Goal of the exercise » Write the data below out again, with each line matching the original.

──────

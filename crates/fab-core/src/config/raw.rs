//! Input crudo de configuración.
//!
//! Un `RawConfig` es el mapeo declarativo tal como lo escribió el usuario:
//! literales JSON más directivas de preprocesamiento codificadas como strings
//! (`ref::`, `dir::`, `glob::`, `expr::`) y claves de overlay (`pdk::`,
//! `scl::`). El orden de declaración se preserva porque la precedencia
//! overlay-vs-top-level y la resolución de referencias dependen de él.
//! Se consume exactamente una vez por el builder.

use indexmap::IndexMap;
use serde_json::Value as Json;
use std::path::Path;

use crate::errors::ConfigError;

/// Prefijo de overlay condicionado al proceso activo.
pub const OVERLAY_PDK: &str = "pdk::";
/// Prefijo de overlay condicionado a la librería de celdas activa.
pub const OVERLAY_SCL: &str = "scl::";
/// Directiva de referencia cruzada a una variable string ya resuelta.
pub const DIRECTIVE_REF: &str = "ref::";
/// Directiva de ruta relativa al directorio de diseño.
pub const DIRECTIVE_DIR: &str = "dir::";
/// Directiva de glob no recursivo bajo el directorio de diseño.
pub const DIRECTIVE_GLOB: &str = "glob::";
/// Directiva de expresión aritmética.
pub const DIRECTIVE_EXPR: &str = "expr::";

/// Mapeo crudo ordenado por declaración.
#[derive(Debug, Clone, PartialEq)]
pub struct RawConfig {
    entries: IndexMap<String, Json>,
}

impl RawConfig {
    pub fn new() -> Self {
        Self { entries: IndexMap::new() }
    }

    /// Construye desde un `serde_json::Value` que debe ser objeto.
    pub fn from_value(value: Json, origin: &Path) -> Result<Self, ConfigError> {
        match value {
            Json::Object(map) => {
                let mut entries = IndexMap::new();
                for (k, v) in map {
                    entries.insert(k, v);
                }
                Ok(Self { entries })
            }
            _ => Err(ConfigError::NotAnObject { path: origin.to_path_buf() }),
        }
    }

    /// Lee un archivo declarativo JSON.
    pub fn from_file(path: &Path) -> Result<Self, ConfigError> {
        let text = std::fs::read_to_string(path).map_err(|e| ConfigError::Read { path: path.to_path_buf(),
                                                                                 detail: e.to_string() })?;
        let value: Json = serde_json::from_str(&text).map_err(|e| ConfigError::Read { path: path.to_path_buf(),
                                                                                      detail: e.to_string() })?;
        Self::from_value(value, path)
    }

    /// Declaración programática; equivale a una entrada más del archivo.
    pub fn set(mut self, key: impl Into<String>, value: Json) -> Self {
        self.entries.insert(key.into(), value);
        self
    }

    pub(crate) fn entries(&self) -> &IndexMap<String, Json> {
        &self.entries
    }

    pub fn is_empty(&self) -> bool {
        self.entries.is_empty()
    }
}

impl Default for RawConfig {
    fn default() -> Self {
        Self::new()
    }
}

#[cfg(test)]
mod tests {
    use super::*;
    use serde_json::json;

    #[test]
    fn declaration_order_is_preserved() {
        let raw = RawConfig::from_value(json!({"Z": 1, "pdk::sky130*": {"A": 2}, "A": 3}),
                                        Path::new("<test>")).unwrap();
        let keys: Vec<&str> = raw.entries().keys().map(|s| s.as_str()).collect();
        assert_eq!(keys, vec!["Z", "pdk::sky130*", "A"]);
    }

    #[test]
    fn non_object_input_is_rejected() {
        let err = RawConfig::from_value(json!([1, 2]), Path::new("cfg.json")).unwrap_err();
        assert!(matches!(err, ConfigError::NotAnObject { .. }));
    }
}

──────

Task output »
filename crates/fab-core/src/config/raw.rs
//! Input crudo de configuración.
//!
//! Un `RawConfig` es el mapeo declarativo tal como lo escribió el usuario:
//! literales JSON más directivas de preprocesamiento codificadas como strings
//! (`ref::`, `dir::`, `glob::`, `expr::`) y claves de overlay (`pdk::`,
//! `scl::`). El orden de declaración se preserva porque la precedencia
//! overlay-vs-top-level y la resolución de referencias dependen de él.
//! Se consume exactamente una vez por el builder.

use indexmap::IndexMap;
use serde_json::Value as Json;
use std::path::Path;

use crate::errors::ConfigError;

/// Prefijo de overlay condicionado al proceso activo.
pub const OVERLAY_PDK: &str = "pdk::";
/// Prefijo de overlay condicionado a la librería de celdas activa.
pub const OVERLAY_SCL: &str = "scl::";
/// Directiva de referencia cruzada a una variable string ya resuelta.
pub const DIRECTIVE_REF: &str = "ref::";
/// Directiva de ruta relativa al directorio de diseño.
pub const DIRECTIVE_DIR: &str = "dir::";
/// Directiva de glob no recursivo bajo el directorio de diseño.
pub const DIRECTIVE_GLOB: &str = "glob::";
/// Directiva de expresión aritmética.
pub const DIRECTIVE_EXPR: &str = "expr::";

/// Mapeo crudo ordenado por declaración.
#[derive(Debug, Clone, PartialEq)]
pub struct RawConfig {
    entries: IndexMap<String, Json>,
}

impl RawConfig {
    pub fn new() -> Self {
        Self { entries: IndexMap::new() }
    }

    /// Construye desde un `serde_json::Value` que debe ser objeto.
    pub fn from_value(value: Json, origin: &Path) -> Result<Self, ConfigError> {
        match value {
            Json::Object(map) => {
                let mut entries = IndexMap::new();
                for (k, v) in map {
                    entries.insert(k, v);
                }
                Ok(Self { entries })
            }
            _ => Err(ConfigError::NotAnObject { path: origin.to_path_buf() }),
        }
    }

    /// Lee un archivo declarativo JSON.
    pub fn from_file(path: &Path) -> Result<Self, ConfigError> {
        let text = std::fs::read_to_string(path).map_err(|e| ConfigError::Read { path: path.to_path_buf(),
                                                                                 detail: e.to_string() })?;
        let value: Json = serde_json::from_str(&text).map_err(|e| ConfigError::Read { path: path.to_path_buf(),
                                                                                      detail: e.to_string() })?;
        Self::from_value(value, path)
    }

    /// Declaración programática; equivale a una entrada más del archivo.
    pub fn set(mut self, key: impl Into<String>, value: Json) -> Self {
        self.entries.insert(key.into(), value);
        self
    }

    pub(crate) fn entries(&self) -> &IndexMap<String, Json> {
        &self.entries
    }

    pub fn is_empty(&self) -> bool {
        self.entries.is_empty()
    }
}

impl Default for RawConfig {
    fn default() -> Self {
        Self::new()
    }
}

#[cfg(test)]
mod tests {
    use super::*;
    use serde_json::json;

    #[test]
    fn declaration_order_is_preserved() {
        let raw = RawConfig::from_value(json!({"Z": 1, "pdk::sky130*": {"A": 2}, "A": 3}),
                                        Path::new("<test>")).unwrap();
        let keys: Vec<&str> = raw.entries().keys().map(|s| s.as_str()).collect();
        assert_eq!(keys, vec!["Z", "pdk::sky130*", "A"]);
    }

    #[test]
    fn non_object_input_is_rejected() {
        let err = RawConfig::from_value(json!([1, 2]), Path::new("cfg.json")).unwrap_err();
        assert!(matches!(err, ConfigError::NotAnObject { .. }));
    }
}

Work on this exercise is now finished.